* Exercise aim
Your answer must consist of every line from the data below that includes the word "endpoint".

Stored items:
//! Supabase Storage vía su API REST

use async_trait::async_trait;
use reqwest::Client;
use serde::Deserialize;
use serde_json::json;
use std::time::Duration;

use crate::storage::ExportStorage;
use crate::utils::errors::{AppError, AppResult};

/// Límite de tamaño por archivo del bucket de exportaciones (50 MB)
const FILE_SIZE_LIMIT: u64 = 50 * 1024 * 1024;

#[derive(Debug, Deserialize)]
struct SignResponse {
    #[serde(rename = "signedURL")]
    signed_url: String,
}

pub struct SupabaseStorage {
    base_url: String,
    service_key: String,
    bucket: String,
    client: Client,
}

impl SupabaseStorage {
    pub fn new(base_url: &str, service_key: &str, bucket: &str) -> AppResult<Self> {
        let client = Client::builder()
            .timeout(Duration::from_secs(30))
            .build()
            .map_err(|e| AppError::Storage(format!("HTTP client: {}", e)))?;

        Ok(Self {
            base_url: base_url.trim_end_matches('/').to_string(),
            service_key: service_key.to_string(),
            bucket: bucket.to_string(),
            client,
        })
    }

    fn endpoint(&self, path: &str) -> String {
        format!("{}/storage/v1/{}", self.base_url, path)
    }

    fn authorized(&self, request: reqwest::RequestBuilder) -> reqwest::RequestBuilder {
        request
            .bearer_auth(&self.service_key)
            .header("apikey", &self.service_key)
    }
}

#[async_trait]
impl ExportStorage for SupabaseStorage {
    async fn ensure_bucket(&self) {
        let body = json!({
            "id": self.bucket,
            "name": self.bucket,
            "public": false,
            "file_size_limit": FILE_SIZE_LIMIT,
        });

        let result = self
            .authorized(self.client.post(self.endpoint("bucket")))
            .json(&body)
            .send()
            .await;

        match result {
            Ok(response) if response.status().is_success() => {
                tracing::info!("🪣 Bucket '{}' creado", self.bucket);
            }
            Ok(response) => {
                tracing::debug!("Bucket '{}' no creado ({})", self.bucket, response.status());
            }
            Err(e) => tracing::debug!("Bucket '{}' no creado: {}", self.bucket, e),
        }
    }

    async fn upload(&self, path: &str, bytes: Vec<u8>, content_type: &str) -> AppResult<()> {
        let url = self.endpoint(&format!("object/{}/{}", self.bucket, path));
        let response = self
            .authorized(self.client.post(&url))
            .header("Content-Type", content_type)
            .header("x-upsert", "true")
            .body(bytes)
            .send()
            .await
            .map_err(|e| AppError::Storage(format!("Falha no upload: {}", e)))?;

        let status = response.status();
        if !status.is_success() {
            let text = response.text().await.unwrap_or_default();
            tracing::error!("❌ Subida de {} falló con status {}: {}", path, status, text);
            return Err(AppError::Storage(format!("Falha no upload: {}", status)));
        }

        tracing::debug!("📤 {} subido al bucket {}", path, self.bucket);
        Ok(())
    }

    async fn signed_url(&self, path: &str, ttl: Duration) -> AppResult<String> {
        let url = self.endpoint(&format!("object/sign/{}/{}", self.bucket, path));
        let response = self
            .authorized(self.client.post(&url))
            .json(&json!({ "expiresIn": ttl.as_secs() }))
            .send()
            .await
            .map_err(|e| AppError::Storage(format!("Falha ao assinar URL: {}", e)))?;

        let status = response.status();
        if !status.is_success() {
            return Err(AppError::Storage(format!(
                "Falha ao assinar URL: {}",
                status
            )));
        }

        let signed: SignResponse = response
            .json()
            .await
            .map_err(|_| AppError::Storage("Falha ao assinar URL: sem URL".to_string()))?;

        Ok(format!("{}/storage/v1{}", self.base_url, signed.signed_url))
    }
}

* Output for this exercise
    fn endpoint(&self, path: &str) -> String {
            .authorized(self.client.post(self.endpoint("bucket")))
        let url = self.endpoint(&format!("object/{}/{}", self.bucket, path));
        let url = self.endpoint(&format!("object/sign/{}/{}", self.bucket, path));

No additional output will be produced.